For the last few years, I thought I was living a mindful life but technically I was really just thinking mindfully at times. This was a step in the right direction however I wasn’t seeing much self-growth. It wasn’t until last year that I truly started to live mindfully. I began applying mindfulness to my daily life and so much changed from day one. I have learned quite a bit in that last year that I want to share with you today. Keep reading if you want to know three lessons (out of many) that I learned living a mindful life.
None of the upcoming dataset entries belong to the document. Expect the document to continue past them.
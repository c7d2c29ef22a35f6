use criterion::{black_box, criterion_group, criterion_main, BenchmarkId, Criterion, Throughput};

use chrono::Utc;
use prodplan_calc::{FifoLedger, PlanCalculator, RequirementAggregator};
use prodplan_core::{
    Bundle, EngineConfig, MemoryCatalog, MemoryStore, Recipe, Target, TargetKind, UnitConverter,
};
use rust_decimal::Decimal;

/// `depth` 層的組合鏈，每層含 `width` 個下一層組合；最底層含兩種成品
fn nested_catalog(depth: usize, width: usize) -> MemoryCatalog {
    let mut catalog = MemoryCatalog::new();
    for r in 0..4 {
        catalog.upsert_recipe(
            Recipe::new(&format!("R{r}"), "recipe")
                .with_yield(Decimal::from(24))
                .with_ingredient("FLOUR", Decimal::from(250), "g")
                .with_ingredient(&format!("FLAVOR-{r}"), Decimal::from(15), "ml"),
        );
    }

    for level in (0..depth).rev() {
        let mut bundle = Bundle::new(&format!("L{level}"), "bundle")
            .with_packaging("BOX", Decimal::ONE, "each");
        if level + 1 == depth {
            bundle = bundle
                .with_unit(&format!("R{}", level % 4), Decimal::from(6))
                .with_unit(&format!("R{}", (level + 1) % 4), Decimal::from(3));
        } else {
            bundle = bundle.with_sub_bundle(&format!("L{}", level + 1), Decimal::from(width as i64));
        }
        catalog.upsert_bundle(bundle);
    }
    catalog
}

fn bench_aggregate_depth(c: &mut Criterion) {
    let mut group = c.benchmark_group("aggregate_depth");
    let config = EngineConfig::default();

    for depth in [1usize, 4, 16, 64] {
        let catalog = nested_catalog(depth, 2);
        group.throughput(Throughput::Elements(depth as u64));
        group.bench_with_input(BenchmarkId::from_parameter(depth), &depth, |b, _| {
            let aggregator = RequirementAggregator::new(&catalog, &config);
            b.iter(|| {
                aggregator
                    .aggregate(&TargetKind::Bundle("L0".to_string()), black_box(Decimal::from(10)))
                    .unwrap()
            })
        });
    }
    group.finish();
}

fn bench_calculate_plan(c: &mut Criterion) {
    let catalog = nested_catalog(8, 3);
    let converter = UnitConverter::new();
    let config = EngineConfig::default();
    let store = MemoryStore::new();
    let mut tx = store.begin().unwrap();

    let ledger = FifoLedger::new(&converter);
    for i in 0..200 {
        ledger
            .receive(&mut tx, "FLOUR", Decimal::from(5), "kg", Decimal::new(120 + i, 2), Utc::now())
            .unwrap();
    }

    let targets = vec![
        Target::bundle("T1", "L0", Decimal::from(25)),
        Target::units("T2", "R1", Decimal::from(500)),
    ];
    let calculator = PlanCalculator::new(&catalog, &converter, &config);

    c.bench_function("calculate_plan", |b| {
        b.iter(|| calculator.calculate(&tx, black_box(&targets)).unwrap())
    });
}

criterion_group!(benches, bench_aggregate_depth, bench_calculate_plan);
criterion_main!(benches);
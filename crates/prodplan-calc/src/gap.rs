//! 採購缺口計算

use prodplan_core::{InventoryRead, PlanWarning, UnitConverter};
use rust_decimal::Decimal;
use serde::{Deserialize, Serialize};

use crate::aggregation::RequirementLine;
use crate::fifo::FifoLedger;

/// 單一物料的缺口
#[derive(Debug, Clone, PartialEq, Serialize, Deserialize)]
pub struct GapResult {
    pub item_id: String,
    pub unit: String,
    pub needed: Decimal,
    pub on_hand: Decimal,
    /// `max(0, needed - on_hand)`
    pub gap: Decimal,
}

impl GapResult {
    /// 計算缺口（永不為負）
    pub fn new(item_id: String, unit: String, needed: Decimal, on_hand: Decimal) -> Self {
        Self {
            item_id,
            unit,
            needed,
            on_hand,
            gap: (needed - on_hand).max(Decimal::ZERO),
        }
    }

    /// 是否需要採購
    pub fn needs_purchase(&self) -> bool {
        self.gap > Decimal::ZERO
    }
}

/// 缺口報表：每筆需求恰好落在兩類之一
#[derive(Debug, Clone, Default, PartialEq, Serialize, Deserialize)]
pub struct GapReport {
    /// 需採購
    pub purchase_items: Vec<GapResult>,
    /// 庫存足夠
    pub sufficient_items: Vec<GapResult>,
    /// 警告
    pub warnings: Vec<PlanWarning>,
}

impl GapReport {
    /// 報表涵蓋的需求筆數
    pub fn total_lines(&self) -> usize {
        self.purchase_items.len() + self.sufficient_items.len()
    }

    /// 查詢單一物料的缺口
    pub fn find(&self, item_id: &str, unit: &str) -> Option<&GapResult> {
        self.purchase_items
            .iter()
            .chain(self.sufficient_items.iter())
            .find(|g| g.item_id == item_id && g.unit == unit)
    }

    fn push(&mut self, result: GapResult) {
        if result.needs_purchase() {
            self.purchase_items.push(result);
        } else {
            self.sufficient_items.push(result);
        }
    }
}

/// 缺口計算器
pub struct GapCalculator<'a> {
    ledger: FifoLedger<'a>,
    converter: &'a UnitConverter,
}

impl<'a> GapCalculator<'a> {
    pub fn new(converter: &'a UnitConverter) -> Self {
        Self {
            ledger: FifoLedger::new(converter),
            converter,
        }
    }

    /// 計算缺口
    ///
    /// 沒有任何庫存紀錄時現有量為 0（不是錯誤）；單位無法換算的批次不計入現有量。
    pub fn calculate<R: InventoryRead + ?Sized>(
        &self,
        store: &R,
        requirements: &[RequirementLine],
    ) -> prodplan_core::Result<GapReport> {
        let mut report = GapReport::default();

        for line in requirements {
            let on_hand = self.ledger.available(store, &line.item_id, &line.unit)?;

            if on_hand.is_zero() {
                self.warn_unconvertible(store, line, &mut report)?;
            }

            report.push(GapResult::new(
                line.item_id.clone(),
                line.unit.clone(),
                line.quantity,
                on_hand,
            ));
        }

        tracing::info!(
            "缺口計算完成：需採購 {} 項，足夠 {} 項",
            report.purchase_items.len(),
            report.sufficient_items.len()
        );
        Ok(report)
    }

    /// 有庫存但單位全部無法換算時加入警告
    fn warn_unconvertible<R: InventoryRead + ?Sized>(
        &self,
        store: &R,
        line: &RequirementLine,
        report: &mut GapReport,
    ) -> prodplan_core::Result<()> {
        let lots = self.ledger.ordered_lots(store, &line.item_id)?;
        let units: Vec<&str> = lots
            .iter()
            .filter(|lot| !self.converter.is_compatible(&lot.unit, &line.unit, &line.item_id))
            .map(|lot| lot.unit.as_str())
            .collect();

        if !units.is_empty() {
            report.warnings.push(PlanWarning::warning(
                line.item_id.clone(),
                format!(
                    "庫存單位 {:?} 無法換算為 {}，視為無庫存",
                    units, line.unit
                ),
            ));
        }
        Ok(())
    }
}
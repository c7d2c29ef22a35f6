//! # 節慶禮盒生產計劃範例
//!
//! 這個範例展示完整的流程：
//! - 配方：薑餅、松露巧克力
//! - 組合：餅乾罐（薑餅 + 罐子）、禮籃（兩個餅乾罐 + 松露 + 緞帶）
//! - 計劃 → 收貨 → 生產 → 組裝 → 進度 → 過期判斷

use chrono::{Duration, Utc};
use prodplan::*;
use prodplan_core::{ItemConversion, YieldConfig};
use rust_decimal::Decimal;

fn main() -> anyhow::Result<()> {
    tracing_subscriber::fmt::init();

    println!("===== 節慶禮盒生產計劃範例 =====\n");

    // ========== 1. 建立目錄 ==========
    println!("[1] 建立配方與組合");
    let mut catalog = MemoryCatalog::new();
    catalog.upsert_recipe(
        Recipe::new("GINGERBREAD", "Gingerbread Cookie")
            .with_yield(Decimal::from(24))
            .with_yield_config(YieldConfig::new("double", Decimal::from(48), Decimal::from(2)))
            .with_ingredient("FLOUR", Decimal::from(3), "cup")
            .with_ingredient("MOLASSES", Decimal::from(120), "ml")
            .with_ingredient("BUTTER", Decimal::from(170), "g"),
    );
    catalog.upsert_recipe(
        Recipe::new("TRUFFLE", "Dark Truffle")
            .with_yield(Decimal::from(30))
            .with_ingredient("CHOCOLATE", Decimal::from(450), "g")
            .with_ingredient("CREAM", Decimal::from(1), "cup"),
    );
    catalog.upsert_bundle(
        Bundle::new("TIN", "Cookie Tin")
            .with_unit("GINGERBREAD", Decimal::from(6))
            .with_packaging("TIN-CAN", Decimal::ONE, "each"),
    );
    catalog.upsert_bundle(
        Bundle::new("HAMPER", "Holiday Hamper")
            .with_sub_bundle("TIN", Decimal::from(2))
            .with_unit("TRUFFLE", Decimal::from(8))
            .with_packaging("RIBBON", Decimal::from(60), "cm"),
    );
    catalog.touch_target("HOLIDAY-ORDER", Utc::now());

    let converter = UnitConverter::new()
        .with_item_conversion(ItemConversion::new("FLOUR", "cup", "g", Decimal::from(120)));
    let config = EngineConfig::default();
    println!("    配置: {:?}\n", config);

    let mut engine = PlanningEngine::new(catalog, converter, config);
    let store = MemoryStore::new();

    // ========== 2. 收貨 ==========
    println!("[2] 收貨");
    let now = Utc::now();
    let mut tx = store.begin()?;
    let receipts = [
        ("FLOUR", Decimal::from(5), "kg", Decimal::new(180, 2)),
        ("MOLASSES", Decimal::from(2), "l", Decimal::new(550, 2)),
        ("BUTTER", Decimal::from(2), "kg", Decimal::new(920, 2)),
        ("CHOCOLATE", Decimal::from(1), "kg", Decimal::from(24)),
        ("TIN-CAN", Decimal::from(30), "each", Decimal::new(275, 2)),
        ("RIBBON", Decimal::from(10), "m", Decimal::new(40, 2)),
    ];
    for (offset, (item, qty, unit, cost)) in receipts.iter().enumerate() {
        let lot = engine.receive_lot(&mut tx, item, *qty, unit, *cost, now - Duration::days(10 - offset as i64))?;
        println!("    {} {} {} @ {} (lot {})", item, qty, unit, cost, lot.id);
    }
    store.commit(tx)?;
    println!();

    // ========== 3. 計算計劃 ==========
    println!("[3] 計算生產計劃");
    let targets = vec![Target::bundle("HOLIDAY-ORDER", "HAMPER", Decimal::from(12))];
    let plan = {
        let read = store.begin()?;
        engine.calculate_plan(&read, &targets)?
    };

    for line in &plan.lines {
        match &line.batch {
            Some(batch) => println!(
                "    {}: 需要 {}，配置 {} × {} 批（產量 {}，損耗 {}）",
                line.recipe_id,
                line.units_required,
                batch.yield_label,
                batch.batches_to_run,
                batch.expected_yield,
                batch.waste
            ),
            None => println!("    {}: 現有成品足夠", line.recipe_id),
        }
    }
    println!("    採購清單:");
    for gap in &plan.gaps.purchase_items {
        println!("      - {} 需要 {} {}，現有 {}，缺 {}", gap.item_id, gap.needed, gap.unit, gap.on_hand, gap.gap);
    }
    for warning in &plan.warnings {
        println!("    ⚠ {}: {}", warning.subject, warning.message);
    }
    println!();

    // ========== 4. 補貨後生產 ==========
    println!("[4] 補貨並紀錄生產");
    let mut tx = store.begin()?;
    for gap in &plan.gaps.purchase_items {
        engine.receive_lot(&mut tx, &gap.item_id, gap.gap, &gap.unit, Decimal::from(3), Utc::now())?;
    }
    for line in &plan.lines {
        if let Some(batch) = &line.batch {
            let request = ProductionRequest::new(&line.recipe_id, batch.batches_to_run, batch.expected_yield.trunc().try_into()?)
                .with_yield_label(&batch.yield_label);
            let event = engine.record_production(&mut tx, &request)?;
            println!(
                "    {} × {} 批：總成本 {}，單位成本 {:?}",
                event.recipe_id, event.batches, event.total_cost, event.per_unit_cost
            );
        }
    }
    store.commit(tx)?;
    println!();

    // ========== 5. 組裝 ==========
    println!("[5] 組裝禮籃");
    let mut tx = store.begin()?;
    let assembly = engine.record_assembly(&mut tx, &AssemblyRequest::new("HAMPER", 10))?;
    store.commit(tx)?;
    println!(
        "    HAMPER × {}：總成本 {}，單位成本 {:?}\n",
        assembly.quantity, assembly.total_cost, assembly.per_unit_cost
    );

    // ========== 6. 進度 ==========
    println!("[6] 進度報表");
    let read = store.begin()?;
    let report = engine.evaluate_progress(&read, &targets)?;
    for progress in &report.targets {
        println!(
            "    {}: {}/{} ({}%) {:?}",
            progress.target_id, progress.produced, progress.target_quantity, progress.percent, progress.status
        );
        if let Some(feasibility) = &progress.feasibility {
            println!(
                "      剩餘可行: {}，估計原料成本 {}",
                feasibility.feasible, feasibility.estimated_cost
            );
        }
    }
    println!();

    // ========== 7. 過期判斷 ==========
    println!("[7] 修改配方後檢查計劃是否過期");
    if let Some(recipe) = engine.catalog().recipe("TRUFFLE") {
        engine
            .catalog_mut()
            .upsert_recipe(recipe.with_ingredient("SEA-SALT", Decimal::from(2), "g"));
    }
    let verdict = engine.check_staleness(plan.id)?;
    println!(
        "    過期: {}，原因: {}",
        verdict.stale,
        verdict.reason_text().unwrap_or_else(|| "-".to_string())
    );

    println!("\n===== 完成 =====");
    Ok(())
}
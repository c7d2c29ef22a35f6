//! 目錄模型（配方、組合）與目錄介面

use chrono::{DateTime, Utc};
use rust_decimal::Decimal;
use serde::{Deserialize, Serialize};
use std::collections::HashMap;

use crate::{ConfigurationError, PlanError, Result};

/// 配方原料（每批用量）
#[derive(Debug, Clone, PartialEq, Serialize, Deserialize)]
pub struct Ingredient {
    /// 物料ID
    pub item_id: String,

    /// 每批用量
    pub quantity: Decimal,

    /// 計量單位
    pub unit: String,
}

impl Ingredient {
    pub fn new(item_id: &str, quantity: Decimal, unit: &str) -> Self {
        Self {
            item_id: item_id.to_string(),
            quantity,
            unit: unit.to_string(),
        }
    }
}

/// 產量配置
///
/// 一批產出 `yield_per_batch` 個成品，原料用量為配方定義 × `ingredient_scale`。
#[derive(Debug, Clone, PartialEq, Serialize, Deserialize)]
pub struct YieldConfig {
    pub label: String,
    pub yield_per_batch: Decimal,
    pub ingredient_scale: Decimal,
}

impl YieldConfig {
    pub fn new(label: &str, yield_per_batch: Decimal, ingredient_scale: Decimal) -> Self {
        Self {
            label: label.to_string(),
            yield_per_batch,
            ingredient_scale,
        }
    }
}

/// 配方（以「批」為單位定義，而非單個成品）
#[derive(Debug, Clone, PartialEq, Serialize, Deserialize)]
pub struct Recipe {
    /// 配方ID（亦為成品ID）
    pub id: String,

    /// 名稱
    pub name: String,

    /// 每批原料
    pub ingredients: Vec<Ingredient>,

    /// 產量配置（第一筆為標準配置）
    pub yield_configs: Vec<YieldConfig>,

    /// 最後修改時間
    pub modified_at: DateTime<Utc>,
}

impl Recipe {
    /// 創建新的配方（尚無產量配置）
    pub fn new(id: &str, name: &str) -> Self {
        Self {
            id: id.to_string(),
            name: name.to_string(),
            ingredients: Vec::new(),
            yield_configs: Vec::new(),
            modified_at: Utc::now(),
        }
    }

    /// 建構器模式：設置標準產量
    pub fn with_yield(self, yield_per_batch: Decimal) -> Self {
        self.with_yield_config(YieldConfig::new("standard", yield_per_batch, Decimal::ONE))
    }

    /// 建構器模式：加入產量配置
    pub fn with_yield_config(mut self, config: YieldConfig) -> Self {
        self.yield_configs.push(config);
        self
    }

    /// 建構器模式：加入原料
    pub fn with_ingredient(mut self, item_id: &str, quantity: Decimal, unit: &str) -> Self {
        self.ingredients.push(Ingredient::new(item_id, quantity, unit));
        self
    }

    /// 標準產量配置
    pub fn primary_yield(&self) -> Result<&YieldConfig> {
        let config = self.yield_configs.first().ok_or_else(|| {
            PlanError::from(ConfigurationError::MissingYieldConfig {
                recipe: self.id.clone(),
            })
        })?;
        self.validate_yield(config)?;
        Ok(config)
    }

    /// 驗證產量配置為正數
    pub fn validate_yield(&self, config: &YieldConfig) -> Result<()> {
        if config.yield_per_batch <= Decimal::ZERO {
            return Err(ConfigurationError::NonPositiveYield {
                recipe: self.id.clone(),
                yield_per_batch: config.yield_per_batch,
            }
            .into());
        }
        Ok(())
    }
}

/// 組合元件類型
#[derive(Debug, Clone, PartialEq, Eq, Hash, Serialize, Deserialize)]
pub enum ComponentKind {
    /// 子組合
    Bundle(String),
    /// 已生產成品（配方產出）
    Recipe(String),
    /// 包材
    Packaging { item_id: String, unit: String },
}

/// 組合元件（每個組合的用量）
#[derive(Debug, Clone, PartialEq, Serialize, Deserialize)]
pub struct Component {
    pub kind: ComponentKind,
    pub quantity: Decimal,
}

/// 組合（由成品、子組合及包材組裝）
#[derive(Debug, Clone, PartialEq, Serialize, Deserialize)]
pub struct Bundle {
    /// 組合ID
    pub id: String,

    /// 名稱
    pub name: String,

    /// 元件
    pub components: Vec<Component>,

    /// 最後修改時間
    pub modified_at: DateTime<Utc>,
}

impl Bundle {
    /// 創建新的組合
    pub fn new(id: &str, name: &str) -> Self {
        Self {
            id: id.to_string(),
            name: name.to_string(),
            components: Vec::new(),
            modified_at: Utc::now(),
        }
    }

    /// 建構器模式：加入成品元件
    pub fn with_unit(mut self, recipe_id: &str, quantity: Decimal) -> Self {
        self.components.push(Component {
            kind: ComponentKind::Recipe(recipe_id.to_string()),
            quantity,
        });
        self
    }

    /// 建構器模式：加入子組合
    pub fn with_sub_bundle(mut self, bundle_id: &str, quantity: Decimal) -> Self {
        self.components.push(Component {
            kind: ComponentKind::Bundle(bundle_id.to_string()),
            quantity,
        });
        self
    }

    /// 建構器模式：加入包材
    pub fn with_packaging(mut self, item_id: &str, quantity: Decimal, unit: &str) -> Self {
        self.components.push(Component {
            kind: ComponentKind::Packaging {
                item_id: item_id.to_string(),
                unit: unit.to_string(),
            },
            quantity,
        });
        self
    }
}

/// 參與計劃計算的實體（用於過期判斷）
#[derive(Debug, Clone, PartialEq, Eq, Hash, PartialOrd, Ord, Serialize, Deserialize)]
pub enum EntityRef {
    Target(String),
    Recipe(String),
    Bundle(String),
}

impl std::fmt::Display for EntityRef {
    fn fmt(&self, f: &mut std::fmt::Formatter<'_>) -> std::fmt::Result {
        match self {
            EntityRef::Target(id) => write!(f, "target:{id}"),
            EntityRef::Recipe(id) => write!(f, "recipe:{id}"),
            EntityRef::Bundle(id) => write!(f, "bundle:{id}"),
        }
    }
}

/// `EntityRef → 時間` 映射的序列化
///
/// JSON 物件的鍵必須是字串，因此以 `[實體, 時間]` 陣列序列化。
pub mod entity_timestamps {
    use super::EntityRef;
    use chrono::{DateTime, Utc};
    use serde::{Deserialize, Deserializer, Serializer};
    use std::collections::BTreeMap;

    pub fn serialize<S: Serializer>(
        map: &BTreeMap<EntityRef, DateTime<Utc>>,
        serializer: S,
    ) -> Result<S::Ok, S::Error> {
        serializer.collect_seq(map.iter())
    }

    pub fn deserialize<'de, D: Deserializer<'de>>(
        deserializer: D,
    ) -> Result<BTreeMap<EntityRef, DateTime<Utc>>, D::Error> {
        let entries: Vec<(EntityRef, DateTime<Utc>)> = Vec::deserialize(deserializer)?;
        Ok(entries.into_iter().collect())
    }
}

/// 目錄介面（配方、組合定義與修改時間）
pub trait Catalog {
    /// 查詢配方
    fn recipe(&self, id: &str) -> Option<Recipe>;

    /// 查詢組合
    fn bundle(&self, id: &str) -> Option<Bundle>;

    /// 實體最後修改時間（實體不存在時返回 None）
    fn last_modified(&self, entity: &EntityRef) -> Option<DateTime<Utc>>;

    /// 查詢配方，不存在時返回錯誤
    fn require_recipe(&self, id: &str) -> Result<Recipe> {
        self.recipe(id).ok_or_else(|| PlanError::NotFound {
            kind: "配方",
            id: id.to_string(),
        })
    }

    /// 查詢組合，不存在時返回錯誤
    fn require_bundle(&self, id: &str) -> Result<Bundle> {
        self.bundle(id).ok_or_else(|| PlanError::NotFound {
            kind: "組合",
            id: id.to_string(),
        })
    }
}

/// 記憶體目錄
///
/// 用於測試與示例；每次寫入都會更新修改時間。
#[derive(Debug, Clone, Default)]
pub struct MemoryCatalog {
    recipes: HashMap<String, Recipe>,
    bundles: HashMap<String, Bundle>,
    targets: HashMap<String, DateTime<Utc>>,
}

impl MemoryCatalog {
    pub fn new() -> Self {
        Self::default()
    }

    /// 新增或更新配方（修改時間設為現在）
    pub fn upsert_recipe(&mut self, recipe: Recipe) {
        self.upsert_recipe_at(recipe, Utc::now());
    }

    /// 新增或更新配方（指定修改時間）
    pub fn upsert_recipe_at(&mut self, mut recipe: Recipe, at: DateTime<Utc>) {
        recipe.modified_at = at;
        self.recipes.insert(recipe.id.clone(), recipe);
    }

    /// 新增或更新組合（修改時間設為現在）
    pub fn upsert_bundle(&mut self, bundle: Bundle) {
        self.upsert_bundle_at(bundle, Utc::now());
    }

    /// 新增或更新組合（指定修改時間）
    pub fn upsert_bundle_at(&mut self, mut bundle: Bundle, at: DateTime<Utc>) {
        bundle.modified_at = at;
        self.bundles.insert(bundle.id.clone(), bundle);
    }

    /// 記錄目標的修改時間
    pub fn touch_target(&mut self, target_id: &str, at: DateTime<Utc>) {
        self.targets.insert(target_id.to_string(), at);
    }

    /// 刪除配方
    pub fn remove_recipe(&mut self, id: &str) -> Option<Recipe> {
        self.recipes.remove(id)
    }
}

impl Catalog for MemoryCatalog {
    fn recipe(&self, id: &str) -> Option<Recipe> {
        self.recipes.get(id).cloned()
    }

    fn bundle(&self, id: &str) -> Option<Bundle> {
        self.bundles.get(id).cloned()
    }

    fn last_modified(&self, entity: &EntityRef) -> Option<DateTime<Utc>> {
        match entity {
            EntityRef::Target(id) => self.targets.get(id).copied(),
            EntityRef::Recipe(id) => self.recipes.get(id).map(|r| r.modified_at),
            EntityRef::Bundle(id) => self.bundles.get(id).map(|b| b.modified_at),
        }
    }
}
The first lesson I learned living mindfully is you reduce all of the noise in the world. I don’t mean actual noise by the way – I mean all of the distractions that life may throw at us. You know things like gossip or the latest trend…little things that don’t usually have much of an impact on anyone or anything. Noise can also be moments from the past that keep creeping up and making you cringe late at night. It can also be moments that haven’t even happened but yet you still think about them. When you begin to live a more mindful life, the whole point is to live in the moment and not let the past or future, as well as those little things in life, stress you out so much. Fear, doubts, uncertainty, and even jealousy – are all considered noise too. None of these noises are bad but they tend to wane away as you live more mindfully.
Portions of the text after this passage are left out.